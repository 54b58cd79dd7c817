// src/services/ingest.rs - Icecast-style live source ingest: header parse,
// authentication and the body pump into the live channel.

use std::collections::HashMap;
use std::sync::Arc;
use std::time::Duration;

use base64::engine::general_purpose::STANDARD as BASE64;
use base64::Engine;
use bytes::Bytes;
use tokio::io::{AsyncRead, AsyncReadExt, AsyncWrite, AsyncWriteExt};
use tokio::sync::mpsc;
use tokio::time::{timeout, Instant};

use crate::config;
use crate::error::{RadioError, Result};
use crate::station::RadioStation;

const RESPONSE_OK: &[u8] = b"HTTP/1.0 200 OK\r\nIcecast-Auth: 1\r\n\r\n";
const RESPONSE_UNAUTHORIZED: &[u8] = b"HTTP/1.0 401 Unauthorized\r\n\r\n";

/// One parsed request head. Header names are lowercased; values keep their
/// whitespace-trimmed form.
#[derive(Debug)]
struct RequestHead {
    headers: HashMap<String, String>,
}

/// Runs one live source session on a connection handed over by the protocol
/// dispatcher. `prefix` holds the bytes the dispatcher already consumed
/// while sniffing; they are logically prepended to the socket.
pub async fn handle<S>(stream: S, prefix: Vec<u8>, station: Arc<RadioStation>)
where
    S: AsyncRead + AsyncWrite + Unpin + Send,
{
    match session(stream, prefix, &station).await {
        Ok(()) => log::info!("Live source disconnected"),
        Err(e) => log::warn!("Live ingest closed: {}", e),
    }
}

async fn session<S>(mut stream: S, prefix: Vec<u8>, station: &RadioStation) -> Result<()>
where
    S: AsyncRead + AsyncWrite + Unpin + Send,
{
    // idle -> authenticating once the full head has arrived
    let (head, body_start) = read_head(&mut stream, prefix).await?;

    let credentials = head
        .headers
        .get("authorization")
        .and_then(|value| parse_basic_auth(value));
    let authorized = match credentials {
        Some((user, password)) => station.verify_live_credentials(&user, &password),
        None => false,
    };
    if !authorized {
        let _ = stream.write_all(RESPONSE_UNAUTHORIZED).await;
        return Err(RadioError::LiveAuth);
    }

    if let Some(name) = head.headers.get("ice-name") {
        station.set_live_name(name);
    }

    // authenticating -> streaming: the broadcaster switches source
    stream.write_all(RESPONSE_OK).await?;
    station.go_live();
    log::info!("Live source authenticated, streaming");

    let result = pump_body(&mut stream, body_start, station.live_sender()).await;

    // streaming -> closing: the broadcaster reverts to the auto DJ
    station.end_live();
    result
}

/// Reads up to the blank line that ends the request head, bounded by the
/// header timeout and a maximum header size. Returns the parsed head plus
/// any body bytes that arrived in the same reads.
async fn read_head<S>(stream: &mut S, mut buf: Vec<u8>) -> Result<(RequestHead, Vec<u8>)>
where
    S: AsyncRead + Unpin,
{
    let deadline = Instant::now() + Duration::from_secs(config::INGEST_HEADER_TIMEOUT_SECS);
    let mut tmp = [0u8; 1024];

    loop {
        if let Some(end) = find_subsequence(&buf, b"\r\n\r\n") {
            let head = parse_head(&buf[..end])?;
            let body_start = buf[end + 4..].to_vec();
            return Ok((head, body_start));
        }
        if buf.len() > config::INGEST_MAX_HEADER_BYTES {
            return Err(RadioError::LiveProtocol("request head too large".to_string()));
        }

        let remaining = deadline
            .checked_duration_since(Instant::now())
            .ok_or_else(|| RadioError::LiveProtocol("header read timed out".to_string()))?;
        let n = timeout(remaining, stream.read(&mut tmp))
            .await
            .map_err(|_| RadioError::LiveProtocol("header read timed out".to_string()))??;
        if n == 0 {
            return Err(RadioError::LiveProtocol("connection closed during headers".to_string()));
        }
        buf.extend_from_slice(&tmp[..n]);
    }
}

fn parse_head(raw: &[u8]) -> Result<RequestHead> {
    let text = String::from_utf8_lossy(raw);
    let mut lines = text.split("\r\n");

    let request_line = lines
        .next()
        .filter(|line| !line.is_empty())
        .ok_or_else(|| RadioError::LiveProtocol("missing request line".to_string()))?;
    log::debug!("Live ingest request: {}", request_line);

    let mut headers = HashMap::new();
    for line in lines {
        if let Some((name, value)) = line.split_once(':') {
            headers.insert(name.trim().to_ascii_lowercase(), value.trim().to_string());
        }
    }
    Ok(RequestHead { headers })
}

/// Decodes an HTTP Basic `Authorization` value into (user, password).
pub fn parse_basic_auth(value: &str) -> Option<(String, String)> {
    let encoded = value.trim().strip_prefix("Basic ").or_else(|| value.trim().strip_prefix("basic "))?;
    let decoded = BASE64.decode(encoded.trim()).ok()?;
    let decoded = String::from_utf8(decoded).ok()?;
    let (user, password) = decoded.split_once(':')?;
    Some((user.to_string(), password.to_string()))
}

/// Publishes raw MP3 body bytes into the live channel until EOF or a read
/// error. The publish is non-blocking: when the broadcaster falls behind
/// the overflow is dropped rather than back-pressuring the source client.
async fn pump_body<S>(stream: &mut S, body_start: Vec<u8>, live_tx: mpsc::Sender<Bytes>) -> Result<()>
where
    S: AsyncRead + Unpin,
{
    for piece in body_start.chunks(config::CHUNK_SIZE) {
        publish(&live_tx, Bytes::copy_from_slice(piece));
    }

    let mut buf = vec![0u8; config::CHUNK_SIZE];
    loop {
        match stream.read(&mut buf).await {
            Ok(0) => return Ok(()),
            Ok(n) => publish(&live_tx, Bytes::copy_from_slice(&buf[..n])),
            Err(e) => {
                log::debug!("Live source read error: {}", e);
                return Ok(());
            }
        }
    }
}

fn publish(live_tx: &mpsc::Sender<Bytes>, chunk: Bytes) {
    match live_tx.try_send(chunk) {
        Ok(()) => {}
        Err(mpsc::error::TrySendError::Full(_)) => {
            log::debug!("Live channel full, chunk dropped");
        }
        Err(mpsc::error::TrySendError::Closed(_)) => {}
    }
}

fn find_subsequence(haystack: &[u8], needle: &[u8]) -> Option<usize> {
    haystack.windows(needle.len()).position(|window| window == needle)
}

━━━

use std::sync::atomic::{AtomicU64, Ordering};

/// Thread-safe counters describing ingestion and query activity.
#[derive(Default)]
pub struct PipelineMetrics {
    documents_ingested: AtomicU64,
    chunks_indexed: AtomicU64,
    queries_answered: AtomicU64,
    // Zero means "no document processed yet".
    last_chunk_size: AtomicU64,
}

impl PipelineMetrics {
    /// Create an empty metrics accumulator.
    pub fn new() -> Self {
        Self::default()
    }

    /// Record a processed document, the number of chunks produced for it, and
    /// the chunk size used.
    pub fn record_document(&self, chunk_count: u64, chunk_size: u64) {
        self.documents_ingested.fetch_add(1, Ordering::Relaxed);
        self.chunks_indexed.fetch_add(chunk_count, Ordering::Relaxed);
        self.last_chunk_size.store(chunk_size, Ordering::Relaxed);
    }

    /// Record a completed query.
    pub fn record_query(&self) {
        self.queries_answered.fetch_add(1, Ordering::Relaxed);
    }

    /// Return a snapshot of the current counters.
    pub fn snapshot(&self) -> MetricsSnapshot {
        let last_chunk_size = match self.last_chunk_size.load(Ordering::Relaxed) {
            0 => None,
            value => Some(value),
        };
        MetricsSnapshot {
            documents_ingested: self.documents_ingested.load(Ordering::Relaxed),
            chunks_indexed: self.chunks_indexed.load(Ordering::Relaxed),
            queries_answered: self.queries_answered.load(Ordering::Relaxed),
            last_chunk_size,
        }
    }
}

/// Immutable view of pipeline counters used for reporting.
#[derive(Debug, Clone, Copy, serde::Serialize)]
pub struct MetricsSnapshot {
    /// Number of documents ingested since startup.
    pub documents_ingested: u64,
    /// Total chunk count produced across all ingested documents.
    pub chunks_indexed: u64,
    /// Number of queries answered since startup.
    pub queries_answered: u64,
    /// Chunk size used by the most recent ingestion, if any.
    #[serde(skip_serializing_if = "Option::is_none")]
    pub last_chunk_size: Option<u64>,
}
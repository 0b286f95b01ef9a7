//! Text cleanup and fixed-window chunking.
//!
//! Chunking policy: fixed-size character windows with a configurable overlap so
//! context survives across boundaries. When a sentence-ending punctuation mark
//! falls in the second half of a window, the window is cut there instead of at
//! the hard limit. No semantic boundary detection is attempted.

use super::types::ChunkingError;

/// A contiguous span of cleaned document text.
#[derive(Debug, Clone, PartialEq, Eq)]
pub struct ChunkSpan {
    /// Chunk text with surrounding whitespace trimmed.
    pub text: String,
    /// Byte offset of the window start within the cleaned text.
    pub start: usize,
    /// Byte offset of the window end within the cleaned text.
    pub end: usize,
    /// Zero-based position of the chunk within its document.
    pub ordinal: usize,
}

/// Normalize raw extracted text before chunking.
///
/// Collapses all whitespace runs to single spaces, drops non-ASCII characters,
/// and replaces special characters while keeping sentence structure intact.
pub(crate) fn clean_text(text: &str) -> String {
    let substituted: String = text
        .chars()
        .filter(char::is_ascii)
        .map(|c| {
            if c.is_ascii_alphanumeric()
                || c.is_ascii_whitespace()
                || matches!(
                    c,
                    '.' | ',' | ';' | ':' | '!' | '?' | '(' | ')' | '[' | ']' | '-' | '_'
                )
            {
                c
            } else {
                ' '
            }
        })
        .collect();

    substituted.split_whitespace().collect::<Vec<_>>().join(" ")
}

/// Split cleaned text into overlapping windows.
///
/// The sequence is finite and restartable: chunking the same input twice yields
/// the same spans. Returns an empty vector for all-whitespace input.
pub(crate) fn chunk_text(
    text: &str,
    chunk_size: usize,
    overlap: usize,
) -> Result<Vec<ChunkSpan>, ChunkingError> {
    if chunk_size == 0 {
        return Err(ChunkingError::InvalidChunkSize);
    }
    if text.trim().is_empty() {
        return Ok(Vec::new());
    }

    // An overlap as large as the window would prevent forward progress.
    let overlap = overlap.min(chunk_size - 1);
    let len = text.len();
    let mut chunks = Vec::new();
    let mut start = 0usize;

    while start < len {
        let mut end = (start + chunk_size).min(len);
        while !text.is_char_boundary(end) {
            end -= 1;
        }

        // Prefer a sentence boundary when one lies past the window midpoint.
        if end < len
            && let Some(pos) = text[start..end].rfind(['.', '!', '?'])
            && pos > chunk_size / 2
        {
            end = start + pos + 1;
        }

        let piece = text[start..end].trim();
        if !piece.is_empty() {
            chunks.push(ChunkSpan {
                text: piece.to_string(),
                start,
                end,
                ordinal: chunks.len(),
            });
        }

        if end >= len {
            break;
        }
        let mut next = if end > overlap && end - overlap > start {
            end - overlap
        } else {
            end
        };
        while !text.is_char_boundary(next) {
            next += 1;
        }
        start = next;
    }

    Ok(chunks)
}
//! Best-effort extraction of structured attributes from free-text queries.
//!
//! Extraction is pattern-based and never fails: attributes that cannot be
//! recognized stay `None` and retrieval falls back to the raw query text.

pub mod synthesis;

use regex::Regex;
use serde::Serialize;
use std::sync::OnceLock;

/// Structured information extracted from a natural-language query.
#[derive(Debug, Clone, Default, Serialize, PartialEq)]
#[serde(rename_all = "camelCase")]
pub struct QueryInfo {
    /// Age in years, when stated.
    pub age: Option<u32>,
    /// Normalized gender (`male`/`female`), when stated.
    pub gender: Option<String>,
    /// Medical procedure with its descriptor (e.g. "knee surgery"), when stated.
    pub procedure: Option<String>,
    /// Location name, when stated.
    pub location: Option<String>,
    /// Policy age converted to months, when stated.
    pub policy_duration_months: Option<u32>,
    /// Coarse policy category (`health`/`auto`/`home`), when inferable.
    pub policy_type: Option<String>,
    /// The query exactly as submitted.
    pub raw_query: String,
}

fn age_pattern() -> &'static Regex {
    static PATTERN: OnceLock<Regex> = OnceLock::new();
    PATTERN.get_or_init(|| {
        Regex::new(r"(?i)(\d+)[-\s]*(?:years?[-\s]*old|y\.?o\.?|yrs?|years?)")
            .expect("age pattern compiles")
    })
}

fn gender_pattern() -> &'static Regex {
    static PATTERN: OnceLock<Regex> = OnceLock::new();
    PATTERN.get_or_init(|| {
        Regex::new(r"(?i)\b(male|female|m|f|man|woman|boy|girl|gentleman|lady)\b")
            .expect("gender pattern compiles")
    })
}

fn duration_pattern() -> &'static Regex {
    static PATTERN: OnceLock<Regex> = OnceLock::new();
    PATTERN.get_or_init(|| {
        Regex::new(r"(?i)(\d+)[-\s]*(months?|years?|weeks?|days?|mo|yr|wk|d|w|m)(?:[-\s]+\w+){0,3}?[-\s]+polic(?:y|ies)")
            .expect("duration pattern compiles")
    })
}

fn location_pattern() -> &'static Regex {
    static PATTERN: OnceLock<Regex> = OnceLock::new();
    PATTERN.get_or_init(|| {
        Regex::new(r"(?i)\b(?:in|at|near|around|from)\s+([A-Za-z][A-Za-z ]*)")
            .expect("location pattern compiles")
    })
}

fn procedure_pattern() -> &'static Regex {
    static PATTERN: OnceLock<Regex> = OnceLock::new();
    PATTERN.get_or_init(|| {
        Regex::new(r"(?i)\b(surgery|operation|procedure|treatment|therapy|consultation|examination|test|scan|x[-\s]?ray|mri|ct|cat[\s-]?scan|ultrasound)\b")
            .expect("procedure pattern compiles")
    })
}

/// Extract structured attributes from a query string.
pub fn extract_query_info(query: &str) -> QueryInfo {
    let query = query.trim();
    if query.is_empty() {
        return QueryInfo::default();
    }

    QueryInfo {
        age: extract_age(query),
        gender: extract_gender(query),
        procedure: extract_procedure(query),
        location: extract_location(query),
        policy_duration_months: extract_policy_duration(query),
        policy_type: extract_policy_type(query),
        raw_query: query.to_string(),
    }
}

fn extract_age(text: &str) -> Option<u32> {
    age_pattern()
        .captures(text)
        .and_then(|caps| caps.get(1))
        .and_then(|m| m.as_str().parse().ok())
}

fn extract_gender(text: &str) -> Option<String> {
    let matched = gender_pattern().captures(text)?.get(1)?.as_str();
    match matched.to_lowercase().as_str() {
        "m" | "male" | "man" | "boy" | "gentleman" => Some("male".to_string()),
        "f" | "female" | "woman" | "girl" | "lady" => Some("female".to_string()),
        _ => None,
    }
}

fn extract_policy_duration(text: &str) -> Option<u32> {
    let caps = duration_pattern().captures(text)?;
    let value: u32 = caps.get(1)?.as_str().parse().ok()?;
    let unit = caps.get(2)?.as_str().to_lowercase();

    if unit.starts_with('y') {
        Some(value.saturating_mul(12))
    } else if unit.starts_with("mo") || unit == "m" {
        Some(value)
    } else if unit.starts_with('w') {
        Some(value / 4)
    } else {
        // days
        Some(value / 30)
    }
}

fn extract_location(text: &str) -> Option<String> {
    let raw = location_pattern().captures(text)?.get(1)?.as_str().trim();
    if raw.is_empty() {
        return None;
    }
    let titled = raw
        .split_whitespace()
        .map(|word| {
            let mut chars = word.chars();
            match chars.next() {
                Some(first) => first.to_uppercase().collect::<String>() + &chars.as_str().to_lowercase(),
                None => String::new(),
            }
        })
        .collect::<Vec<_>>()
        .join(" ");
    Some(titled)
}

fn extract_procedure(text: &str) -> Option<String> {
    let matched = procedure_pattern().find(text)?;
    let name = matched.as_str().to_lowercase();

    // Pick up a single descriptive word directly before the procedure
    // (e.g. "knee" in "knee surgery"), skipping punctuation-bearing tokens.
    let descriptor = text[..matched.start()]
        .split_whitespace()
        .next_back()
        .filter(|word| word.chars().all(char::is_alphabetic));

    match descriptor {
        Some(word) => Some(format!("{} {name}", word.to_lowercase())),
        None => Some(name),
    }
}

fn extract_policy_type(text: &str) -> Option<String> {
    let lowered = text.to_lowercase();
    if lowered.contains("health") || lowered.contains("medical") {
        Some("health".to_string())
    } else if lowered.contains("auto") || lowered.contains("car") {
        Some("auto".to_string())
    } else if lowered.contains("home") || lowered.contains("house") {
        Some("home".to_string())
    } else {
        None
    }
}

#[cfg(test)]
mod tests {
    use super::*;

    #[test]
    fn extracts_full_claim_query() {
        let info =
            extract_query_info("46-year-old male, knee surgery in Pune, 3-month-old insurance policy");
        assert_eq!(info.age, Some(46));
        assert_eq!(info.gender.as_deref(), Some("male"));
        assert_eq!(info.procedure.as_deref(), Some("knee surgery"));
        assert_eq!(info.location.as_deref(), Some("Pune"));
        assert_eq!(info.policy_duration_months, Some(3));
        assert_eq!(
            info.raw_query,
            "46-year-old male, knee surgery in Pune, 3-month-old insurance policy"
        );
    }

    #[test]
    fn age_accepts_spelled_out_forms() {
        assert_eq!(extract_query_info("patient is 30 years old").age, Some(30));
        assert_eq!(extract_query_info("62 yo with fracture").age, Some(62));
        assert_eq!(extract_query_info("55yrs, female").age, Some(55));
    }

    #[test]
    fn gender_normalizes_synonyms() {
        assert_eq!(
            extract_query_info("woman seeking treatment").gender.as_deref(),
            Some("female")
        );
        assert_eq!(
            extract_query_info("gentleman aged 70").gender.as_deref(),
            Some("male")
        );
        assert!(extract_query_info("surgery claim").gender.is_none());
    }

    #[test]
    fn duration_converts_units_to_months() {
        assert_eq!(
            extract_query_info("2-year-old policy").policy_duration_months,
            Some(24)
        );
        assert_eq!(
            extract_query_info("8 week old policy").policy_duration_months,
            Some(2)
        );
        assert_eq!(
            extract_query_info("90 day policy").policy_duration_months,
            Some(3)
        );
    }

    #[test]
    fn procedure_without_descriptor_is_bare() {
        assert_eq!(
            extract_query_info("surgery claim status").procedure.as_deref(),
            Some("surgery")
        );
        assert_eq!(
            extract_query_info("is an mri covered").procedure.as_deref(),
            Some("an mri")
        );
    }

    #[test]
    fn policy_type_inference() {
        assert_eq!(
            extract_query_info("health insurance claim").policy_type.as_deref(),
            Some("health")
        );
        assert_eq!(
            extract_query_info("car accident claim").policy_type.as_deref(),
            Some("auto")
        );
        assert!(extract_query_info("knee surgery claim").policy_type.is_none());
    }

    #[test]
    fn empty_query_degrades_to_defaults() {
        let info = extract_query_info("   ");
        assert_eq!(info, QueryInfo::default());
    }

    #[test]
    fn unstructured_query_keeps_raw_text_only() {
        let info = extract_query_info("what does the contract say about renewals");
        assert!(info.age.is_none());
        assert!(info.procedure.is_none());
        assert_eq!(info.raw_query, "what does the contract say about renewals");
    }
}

━━━

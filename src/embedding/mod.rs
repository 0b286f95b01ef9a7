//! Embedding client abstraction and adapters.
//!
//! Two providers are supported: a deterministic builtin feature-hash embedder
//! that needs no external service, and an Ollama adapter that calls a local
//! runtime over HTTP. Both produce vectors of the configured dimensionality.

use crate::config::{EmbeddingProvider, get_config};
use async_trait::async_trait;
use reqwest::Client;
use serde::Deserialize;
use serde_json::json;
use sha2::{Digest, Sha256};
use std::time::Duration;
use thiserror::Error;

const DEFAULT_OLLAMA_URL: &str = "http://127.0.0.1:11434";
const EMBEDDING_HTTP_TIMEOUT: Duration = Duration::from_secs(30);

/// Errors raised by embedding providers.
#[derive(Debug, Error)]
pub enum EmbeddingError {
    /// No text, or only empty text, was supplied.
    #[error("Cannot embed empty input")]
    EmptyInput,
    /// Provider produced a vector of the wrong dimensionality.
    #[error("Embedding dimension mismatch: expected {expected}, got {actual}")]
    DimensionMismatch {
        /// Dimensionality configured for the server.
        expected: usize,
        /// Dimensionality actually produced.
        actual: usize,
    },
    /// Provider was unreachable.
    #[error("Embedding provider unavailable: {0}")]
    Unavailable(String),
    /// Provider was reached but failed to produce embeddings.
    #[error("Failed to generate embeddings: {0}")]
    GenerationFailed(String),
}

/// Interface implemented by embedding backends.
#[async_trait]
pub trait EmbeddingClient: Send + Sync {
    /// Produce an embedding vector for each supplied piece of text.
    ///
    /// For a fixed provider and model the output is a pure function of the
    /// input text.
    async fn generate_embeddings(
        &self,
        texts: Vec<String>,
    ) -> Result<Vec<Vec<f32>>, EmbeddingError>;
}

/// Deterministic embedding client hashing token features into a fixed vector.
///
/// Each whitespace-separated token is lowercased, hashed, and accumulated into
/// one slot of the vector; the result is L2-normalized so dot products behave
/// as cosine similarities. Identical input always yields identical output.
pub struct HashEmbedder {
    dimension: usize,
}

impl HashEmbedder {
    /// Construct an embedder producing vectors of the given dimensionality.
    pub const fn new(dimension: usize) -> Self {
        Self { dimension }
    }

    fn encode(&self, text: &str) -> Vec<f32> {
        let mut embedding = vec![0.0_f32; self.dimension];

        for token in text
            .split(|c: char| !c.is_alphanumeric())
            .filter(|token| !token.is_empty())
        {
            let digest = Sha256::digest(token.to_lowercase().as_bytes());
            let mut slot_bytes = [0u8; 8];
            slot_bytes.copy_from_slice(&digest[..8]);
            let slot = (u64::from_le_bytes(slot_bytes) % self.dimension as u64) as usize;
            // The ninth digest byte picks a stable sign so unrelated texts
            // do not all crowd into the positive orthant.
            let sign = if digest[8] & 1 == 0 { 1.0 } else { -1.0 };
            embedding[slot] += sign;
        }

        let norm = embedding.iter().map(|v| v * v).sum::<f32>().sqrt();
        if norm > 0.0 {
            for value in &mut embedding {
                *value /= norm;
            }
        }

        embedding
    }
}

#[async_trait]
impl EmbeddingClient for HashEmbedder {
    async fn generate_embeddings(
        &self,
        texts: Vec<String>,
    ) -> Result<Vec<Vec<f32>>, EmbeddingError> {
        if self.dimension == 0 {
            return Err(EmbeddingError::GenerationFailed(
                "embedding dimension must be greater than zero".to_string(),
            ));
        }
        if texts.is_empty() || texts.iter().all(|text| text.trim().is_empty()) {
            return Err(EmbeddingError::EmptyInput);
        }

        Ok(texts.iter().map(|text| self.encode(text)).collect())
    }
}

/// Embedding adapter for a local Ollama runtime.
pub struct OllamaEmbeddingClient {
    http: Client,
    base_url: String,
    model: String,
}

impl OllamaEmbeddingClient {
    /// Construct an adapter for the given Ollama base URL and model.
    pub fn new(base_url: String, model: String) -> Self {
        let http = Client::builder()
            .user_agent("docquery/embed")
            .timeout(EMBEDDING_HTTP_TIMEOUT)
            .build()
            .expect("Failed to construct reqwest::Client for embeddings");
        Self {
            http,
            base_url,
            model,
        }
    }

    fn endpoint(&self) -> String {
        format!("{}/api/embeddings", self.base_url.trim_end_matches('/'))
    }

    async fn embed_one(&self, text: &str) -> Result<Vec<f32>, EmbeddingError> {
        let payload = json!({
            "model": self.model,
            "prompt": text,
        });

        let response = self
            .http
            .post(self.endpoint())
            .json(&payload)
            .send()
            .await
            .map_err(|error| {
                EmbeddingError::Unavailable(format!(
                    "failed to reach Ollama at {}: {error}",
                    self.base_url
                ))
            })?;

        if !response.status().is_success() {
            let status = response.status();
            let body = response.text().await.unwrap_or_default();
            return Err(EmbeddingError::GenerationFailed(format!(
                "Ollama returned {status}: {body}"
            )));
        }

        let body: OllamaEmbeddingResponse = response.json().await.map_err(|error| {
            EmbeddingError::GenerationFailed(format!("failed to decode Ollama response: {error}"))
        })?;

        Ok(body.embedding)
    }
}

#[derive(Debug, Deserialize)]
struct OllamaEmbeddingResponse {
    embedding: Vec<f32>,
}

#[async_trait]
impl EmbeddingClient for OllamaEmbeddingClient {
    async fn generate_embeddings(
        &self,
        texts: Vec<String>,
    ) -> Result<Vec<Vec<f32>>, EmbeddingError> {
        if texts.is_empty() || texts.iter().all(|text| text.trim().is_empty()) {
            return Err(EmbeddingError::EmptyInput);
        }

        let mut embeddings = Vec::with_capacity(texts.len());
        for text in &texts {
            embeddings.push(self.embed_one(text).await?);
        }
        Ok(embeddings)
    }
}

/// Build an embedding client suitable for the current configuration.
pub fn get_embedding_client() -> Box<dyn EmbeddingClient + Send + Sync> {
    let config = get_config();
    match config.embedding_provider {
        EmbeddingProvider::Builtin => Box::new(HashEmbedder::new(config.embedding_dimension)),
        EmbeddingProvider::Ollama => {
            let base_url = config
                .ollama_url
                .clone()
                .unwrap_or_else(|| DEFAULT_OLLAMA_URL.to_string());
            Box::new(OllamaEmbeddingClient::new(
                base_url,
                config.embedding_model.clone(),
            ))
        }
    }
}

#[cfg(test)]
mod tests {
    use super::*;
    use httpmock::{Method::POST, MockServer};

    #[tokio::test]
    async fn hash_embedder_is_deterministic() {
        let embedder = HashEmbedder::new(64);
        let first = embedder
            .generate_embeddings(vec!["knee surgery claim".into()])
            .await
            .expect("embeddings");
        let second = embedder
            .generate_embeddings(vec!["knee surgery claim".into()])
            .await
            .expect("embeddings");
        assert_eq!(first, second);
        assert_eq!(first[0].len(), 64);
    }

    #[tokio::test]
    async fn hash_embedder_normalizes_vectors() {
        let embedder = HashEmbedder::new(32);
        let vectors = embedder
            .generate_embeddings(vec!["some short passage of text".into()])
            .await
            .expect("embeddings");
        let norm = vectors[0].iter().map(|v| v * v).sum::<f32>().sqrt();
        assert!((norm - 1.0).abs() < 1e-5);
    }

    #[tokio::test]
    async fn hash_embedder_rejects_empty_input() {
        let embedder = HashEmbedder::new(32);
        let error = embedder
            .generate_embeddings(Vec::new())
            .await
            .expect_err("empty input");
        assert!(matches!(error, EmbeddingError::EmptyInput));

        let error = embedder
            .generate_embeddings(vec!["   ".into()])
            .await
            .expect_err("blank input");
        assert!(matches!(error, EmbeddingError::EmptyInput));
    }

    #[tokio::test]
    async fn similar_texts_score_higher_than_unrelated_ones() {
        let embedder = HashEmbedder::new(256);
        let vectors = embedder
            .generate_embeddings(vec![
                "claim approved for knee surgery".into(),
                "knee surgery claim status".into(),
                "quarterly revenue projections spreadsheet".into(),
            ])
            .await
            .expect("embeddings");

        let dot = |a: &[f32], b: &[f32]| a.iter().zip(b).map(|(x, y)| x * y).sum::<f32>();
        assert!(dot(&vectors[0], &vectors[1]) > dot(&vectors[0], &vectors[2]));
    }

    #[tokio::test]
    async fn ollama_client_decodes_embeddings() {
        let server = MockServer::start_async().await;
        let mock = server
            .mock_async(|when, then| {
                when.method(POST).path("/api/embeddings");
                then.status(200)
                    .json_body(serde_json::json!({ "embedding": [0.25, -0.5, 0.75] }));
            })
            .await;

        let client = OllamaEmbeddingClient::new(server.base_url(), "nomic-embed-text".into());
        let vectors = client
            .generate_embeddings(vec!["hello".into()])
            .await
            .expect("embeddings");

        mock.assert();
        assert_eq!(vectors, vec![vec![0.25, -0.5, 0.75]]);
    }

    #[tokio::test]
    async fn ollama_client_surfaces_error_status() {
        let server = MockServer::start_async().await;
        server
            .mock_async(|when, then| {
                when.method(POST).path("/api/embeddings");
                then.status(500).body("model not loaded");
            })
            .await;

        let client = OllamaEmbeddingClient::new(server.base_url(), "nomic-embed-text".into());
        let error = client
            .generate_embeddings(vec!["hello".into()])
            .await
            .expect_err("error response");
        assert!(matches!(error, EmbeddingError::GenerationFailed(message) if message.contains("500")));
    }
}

━━━

> _WORK INSTRUCTION_: If a line above holds the word "Instant", copy it.

> _REPLY TO THE EXERCISE_:
use tokio::time::{timeout, Instant};
    let deadline = Instant::now() + Duration::from_secs(config::INGEST_HEADER_TIMEOUT_SECS);
            .checked_duration_since(Instant::now())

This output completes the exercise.